Over the last decade, J.B. Hunt has not only tripled in size, but has evolved from a big truckload and intermodal operator to offering dedicated services and what has turned into a billion-dollar brokerage and third-party logistics provider (3PL).
The next stage, according to Shelley Simpson, the company’s chief commercial officer, executive vice president and president of Highway Services, is to become a major transportation technology innovator.
“We don’t think we’re going to be the only technology platform that’s going to do good work – we think there will be other people right beside us,” Simpson said during a keynote “WavesSide Chat” with FreightWaves President George Abernathy, at FreightWaves’ Transparency19 event in Atlanta, Georgia on May 7. “But if we can be more agnostic about the way we talk to our customers [about our service offerings] – whether we move it or someone else moves it – we will give them the best value, as we start to solve customers’ problems completely differently than we did just five years ago.”
An outgrowth of that philosophy was unveiled at Transparency19 the day before. J.B. Hunt 360box, an app-based drop and hook service that appears to be a major step in the company’s push to become a mode-agnostic capacity provider.
Explaining how “disruption and innovation is not just for startups” – the title of the keynote discussion – Simpson said one of her challenges will be to continue to innovate while holding true to the philosophy of J.B. Hunt himself.
“When I think of Mr. Hunt, I think of two huge things. He always used to say, ‘this is going to be a big day.’ And when we were about to launch 360box, I thought of him. The second thing I think of is when he used to walk the halls of the office and say, ‘hello, good morning, how are you.’ That was his way of saying people are a difference-maker. In this business, we are big believers in that. You can have as much technology out there moving transportation, but relationships still matter. And technology can enable those relationships by connecting us more quickly.”
During her 25-year career at J.B. Hunt (NASDAQ: JBHT), Simpson said she was fortunate to have executive-level support to complement her drive to succeed.
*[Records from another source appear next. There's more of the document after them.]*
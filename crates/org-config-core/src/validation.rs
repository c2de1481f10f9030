//! Violation model for configuration validation
//!
//! Every rule reports through a [`Violation`] carrying a stable [`RuleCode`],
//! the path of the offending value and a human-readable message. Rendering is
//! left to reporters.

use serde::{Deserialize, Serialize};
use std::fmt;

/// Severity levels for violations
#[derive(Debug, Clone, Copy, PartialEq, Eq, Hash, Serialize, Deserialize)]
#[serde(rename_all = "lowercase")]
pub enum Severity {
    /// Blocks validity
    Error,
    /// Advisory; escalated to failure in strict mode
    Warning,
}

impl fmt::Display for Severity {
    fn fmt(&self, f: &mut fmt::Formatter<'_>) -> fmt::Result {
        match self {
            Severity::Error => write!(f, "error"),
            Severity::Warning => write!(f, "warning"),
        }
    }
}

/// Cause-based grouping of rule codes
#[derive(Debug, Clone, Copy, PartialEq, Eq, Hash, Serialize, Deserialize)]
#[serde(rename_all = "snake_case")]
pub enum RuleCategory {
    /// Missing section/field or wrong container shape
    Structural,
    /// String fails a required pattern
    Format,
    /// Value outside a fixed allowed set
    Enumeration,
    /// Duplicate key across sibling entries
    Uniqueness,
    /// Reference to an entity that is not declared
    Referential,
    /// Document could not be loaded or decoded
    Load,
}

impl fmt::Display for RuleCategory {
    fn fmt(&self, f: &mut fmt::Formatter<'_>) -> fmt::Result {
        match self {
            RuleCategory::Structural => write!(f, "structural"),
            RuleCategory::Format => write!(f, "format"),
            RuleCategory::Enumeration => write!(f, "enumeration"),
            RuleCategory::Uniqueness => write!(f, "uniqueness"),
            RuleCategory::Referential => write!(f, "referential"),
            RuleCategory::Load => write!(f, "load"),
        }
    }
}

/// Machine-stable identifier for each validation rule
#[derive(Debug, Clone, Copy, PartialEq, Eq, Hash, Serialize, Deserialize)]
#[serde(rename_all = "SCREAMING_SNAKE_CASE")]
pub enum RuleCode {
    RootNotObject,
    MissingSection,
    MissingField,
    EmptyString,
    ExpectedObject,
    ExpectedList,
    ExpectedString,
    ExpectedBoolean,
    EmailSourceMissing,
    EmailSourceConflict,
    RecommendedEnvironmentMissing,
    AwsProfileMissing,
    InvalidName,
    InvalidRegion,
    InvalidEmail,
    EmailTemplatePlaceholder,
    InvalidRepository,
    InvalidTarget,
    InvalidFeatureSet,
    DuplicateOuName,
    DuplicateAccountName,
    DuplicateAccountEmail,
    DefaultRegionNotAllowed,
    UnknownOu,
    FileNotFound,
    FileUnreadable,
    ParseError,
}

impl RuleCode {
    /// Stable string form, identical to the serialized representation
    pub fn as_str(&self) -> &'static str {
        match self {
            RuleCode::RootNotObject => "ROOT_NOT_OBJECT",
            RuleCode::MissingSection => "MISSING_SECTION",
            RuleCode::MissingField => "MISSING_FIELD",
            RuleCode::EmptyString => "EMPTY_STRING",
            RuleCode::ExpectedObject => "EXPECTED_OBJECT",
            RuleCode::ExpectedList => "EXPECTED_LIST",
            RuleCode::ExpectedString => "EXPECTED_STRING",
            RuleCode::ExpectedBoolean => "EXPECTED_BOOLEAN",
            RuleCode::EmailSourceMissing => "EMAIL_SOURCE_MISSING",
            RuleCode::EmailSourceConflict => "EMAIL_SOURCE_CONFLICT",
            RuleCode::RecommendedEnvironmentMissing => "RECOMMENDED_ENVIRONMENT_MISSING",
            RuleCode::AwsProfileMissing => "AWS_PROFILE_MISSING",
            RuleCode::InvalidName => "INVALID_NAME",
            RuleCode::InvalidRegion => "INVALID_REGION",
            RuleCode::InvalidEmail => "INVALID_EMAIL",
            RuleCode::EmailTemplatePlaceholder => "EMAIL_TEMPLATE_PLACEHOLDER",
            RuleCode::InvalidRepository => "INVALID_REPOSITORY",
            RuleCode::InvalidTarget => "INVALID_TARGET",
            RuleCode::InvalidFeatureSet => "INVALID_FEATURE_SET",
            RuleCode::DuplicateOuName => "DUPLICATE_OU_NAME",
            RuleCode::DuplicateAccountName => "DUPLICATE_ACCOUNT_NAME",
            RuleCode::DuplicateAccountEmail => "DUPLICATE_ACCOUNT_EMAIL",
            RuleCode::DefaultRegionNotAllowed => "DEFAULT_REGION_NOT_ALLOWED",
            RuleCode::UnknownOu => "UNKNOWN_OU",
            RuleCode::FileNotFound => "FILE_NOT_FOUND",
            RuleCode::FileUnreadable => "FILE_UNREADABLE",
            RuleCode::ParseError => "PARSE_ERROR",
        }
    }

    /// Category of the rule this code belongs to
    pub fn category(&self) -> RuleCategory {
        match self {
            RuleCode::RootNotObject
            | RuleCode::MissingSection
            | RuleCode::MissingField
            | RuleCode::EmptyString
            | RuleCode::ExpectedObject
            | RuleCode::ExpectedList
            | RuleCode::ExpectedString
            | RuleCode::ExpectedBoolean
            | RuleCode::EmailSourceMissing
            | RuleCode::EmailSourceConflict
            | RuleCode::RecommendedEnvironmentMissing
            | RuleCode::AwsProfileMissing => RuleCategory::Structural,
            RuleCode::InvalidName
            | RuleCode::InvalidRegion
            | RuleCode::InvalidEmail
            | RuleCode::EmailTemplatePlaceholder
            | RuleCode::InvalidRepository => RuleCategory::Format,
            RuleCode::InvalidTarget | RuleCode::InvalidFeatureSet => RuleCategory::Enumeration,
            RuleCode::DuplicateOuName
            | RuleCode::DuplicateAccountName
            | RuleCode::DuplicateAccountEmail => RuleCategory::Uniqueness,
            RuleCode::DefaultRegionNotAllowed | RuleCode::UnknownOu => RuleCategory::Referential,
            RuleCode::FileNotFound | RuleCode::FileUnreadable | RuleCode::ParseError => {
                RuleCategory::Load
            }
        }
    }
}

impl fmt::Display for RuleCode {
    fn fmt(&self, f: &mut fmt::Formatter<'_>) -> fmt::Result {
        f.write_str(self.as_str())
    }
}

/// A single rule violation
#[derive(Debug, Clone, PartialEq, Eq, Serialize, Deserialize)]
pub struct Violation {
    /// Rule that produced this violation
    pub code: RuleCode,
    /// Severity of the violation
    pub severity: Severity,
    /// Path to the offending value (e.g. `accounts[2].email`)
    pub path: String,
    /// Human-readable message
    pub message: String,
    /// Suggested fix
    #[serde(skip_serializing_if = "Option::is_none")]
    pub suggestion: Option<String>,
}

impl Violation {
    /// Create a new error violation
    pub fn error(code: RuleCode, message: impl Into<String>, path: impl Into<String>) -> Self {
        Self {
            code,
            severity: Severity::Error,
            path: path.into(),
            message: message.into(),
            suggestion: None,
        }
    }

    /// Create a new warning violation
    pub fn warning(code: RuleCode, message: impl Into<String>, path: impl Into<String>) -> Self {
        Self {
            code,
            severity: Severity::Warning,
            path: path.into(),
            message: message.into(),
            suggestion: None,
        }
    }

    /// Add a suggestion to the violation
    pub fn with_suggestion(mut self, suggestion: impl Into<String>) -> Self {
        self.suggestion = Some(suggestion.into());
        self
    }

    /// Category of the rule that produced this violation
    pub fn category(&self) -> RuleCategory {
        self.code.category()
    }
}

impl fmt::Display for Violation {
    fn fmt(&self, f: &mut fmt::Formatter<'_>) -> fmt::Result {
        write!(f, "[{}] {} at '{}': {}", self.severity, self.code, self.path, self.message)
    }
}

/// Errors and warnings produced by one validation run
#[derive(Debug, Clone, Default, PartialEq, Eq, Serialize, Deserialize)]
pub struct ValidationResult {
    /// Violations that block validity
    pub errors: Vec<Violation>,
    /// Advisory violations
    pub warnings: Vec<Violation>,
}

impl ValidationResult {
    /// Create an empty result
    pub fn new() -> Self {
        Self::default()
    }

    /// Add a violation, routing it by severity
    pub fn add(&mut self, violation: Violation) {
        match violation.severity {
            Severity::Error => self.errors.push(violation),
            Severity::Warning => self.warnings.push(violation),
        }
    }

    /// Record an error
    pub fn error(&mut self, code: RuleCode, message: impl Into<String>, path: impl Into<String>) {
        self.add(Violation::error(code, message, path));
    }

    /// Record a warning
    pub fn warning(&mut self, code: RuleCode, message: impl Into<String>, path: impl Into<String>) {
        self.add(Violation::warning(code, message, path));
    }

    /// Whether the configuration has no errors
    pub fn is_valid(&self) -> bool {
        self.errors.is_empty()
    }

    /// Whether any warnings remain
    pub fn has_warnings(&self) -> bool {
        !self.warnings.is_empty()
    }

    /// Final verdict, escalating warnings to failure when `strict` is set
    pub fn passes(&self, strict: bool) -> bool {
        self.is_valid() && !(strict && self.has_warnings())
    }

    /// Check whether any violation carries the given code
    pub fn has_code(&self, code: RuleCode) -> bool {
        self.iter().any(|v| v.code == code)
    }

    /// All violations carrying the given code
    pub fn with_code(&self, code: RuleCode) -> Vec<&Violation> {
        self.iter().filter(|v| v.code == code).collect()
    }

    /// Iterate over errors followed by warnings
    pub fn iter(&self) -> impl Iterator<Item = &Violation> {
        self.errors.iter().chain(self.warnings.iter())
    }
}

#[cfg(test)]
mod tests {
    use super::*;

    #[test]
    fn test_severity_display() {
        assert_eq!(Severity::Error.to_string(), "error");
        assert_eq!(Severity::Warning.to_string(), "warning");
    }

    #[test]
    fn test_rule_code_matches_serialized_form() {
        for code in [
            RuleCode::RootNotObject,
            RuleCode::RecommendedEnvironmentMissing,
            RuleCode::DuplicateAccountEmail,
            RuleCode::UnknownOu,
            RuleCode::ParseError,
        ] {
            let json = serde_json::to_value(code).unwrap();
            assert_eq!(json, serde_json::Value::String(code.as_str().to_string()));
        }
    }

    #[test]
    fn test_rule_code_categories() {
        assert_eq!(RuleCode::MissingSection.category(), RuleCategory::Structural);
        assert_eq!(RuleCode::InvalidRegion.category(), RuleCategory::Format);
        assert_eq!(RuleCode::InvalidTarget.category(), RuleCategory::Enumeration);
        assert_eq!(RuleCode::DuplicateOuName.category(), RuleCategory::Uniqueness);
        assert_eq!(RuleCode::UnknownOu.category(), RuleCategory::Referential);
        assert_eq!(RuleCode::FileNotFound.category(), RuleCategory::Load);
    }

    #[test]
    fn test_violation_builders() {
        let violation = Violation::error(RuleCode::InvalidEmail, "Invalid email format: x", "accounts[0].email")
            .with_suggestion("Use the form user@host.tld");

        assert_eq!(violation.severity, Severity::Error);
        assert_eq!(violation.category(), RuleCategory::Format);
        assert_eq!(violation.suggestion.as_deref(), Some("Use the form user@host.tld"));
        assert_eq!(
            violation.to_string(),
            "[error] INVALID_EMAIL at 'accounts[0].email': Invalid email format: x"
        );
    }

    #[test]
    fn test_result_routes_by_severity() {
        let mut result = ValidationResult::new();
        assert!(result.is_valid());
        assert!(result.passes(true));

        result.warning(RuleCode::RecommendedEnvironmentMissing, "Missing recommended environment: prod", "environments");
        assert!(result.is_valid());
        assert!(result.passes(false));
        assert!(!result.passes(true));

        result.error(RuleCode::MissingSection, "Missing required section: accounts", "accounts");
        assert!(!result.is_valid());
        assert!(!result.passes(false));
        assert_eq!(result.errors.len(), 1);
        assert_eq!(result.warnings.len(), 1);
        assert_eq!(result.iter().count(), 2);
        assert!(result.has_code(RuleCode::MissingSection));
        assert_eq!(result.with_code(RuleCode::RecommendedEnvironmentMissing).len(), 1);
    }
}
It included the opportunity to lead two turnaround stories: converting two pieces of the company’s business that weren’t making money and “honing them into profitable partners.”
She also had the opportunity to participate in two startups within the company, one of which became Integrated Capacity Solutions (ICS), J.B. Hunt’s third-party logistics and brokerage division.
“Saying you want to start a brokerage company within an asset-based organization was like cussing in Sunday school,” Simpson said. “It was so counter-cultural to who we were and what we knew. We had to spend so much time communicating to help our people understand ‘the why.’ But if you can paint a picture where your people can see that it’s good for our company drivers and it’s good for our contractors, you can illustrate there’s benefits on both sides.”
To move that innovation and disruption to the next level – and to the next generation of J.B. Hunt employees – Simpson and her colleagues have created an employee grassroots effort called “Elevation,” where anyone can submit ideas. The company has had almost 18,000 ideas submitted so far, and have moved forward on roughly 1,500 of them.
“Every single person that’s submitted an idea gets a response back from the team, letting them know we’ve reviewed your idea and it’s moving to this level, or it’s in motion and already happening. When you do that inside an organization, people start to say, ‘wait, I can come up with an idea, I can help create change’.”
Bold ideas from both seasoned employees and those just out of college will be key to helping J.B. Hunt improve the transparency that customers are demanding from their transportation partners.
“Transparency around price is just something that’s going to be known, so I really believe that companies that will win will be those that differentiate themselves through customer experience,” Simpson said. “People are going to do business over the long-term with people that give them a pleasurable experience and allow them to get time back and eliminate waste in their day.”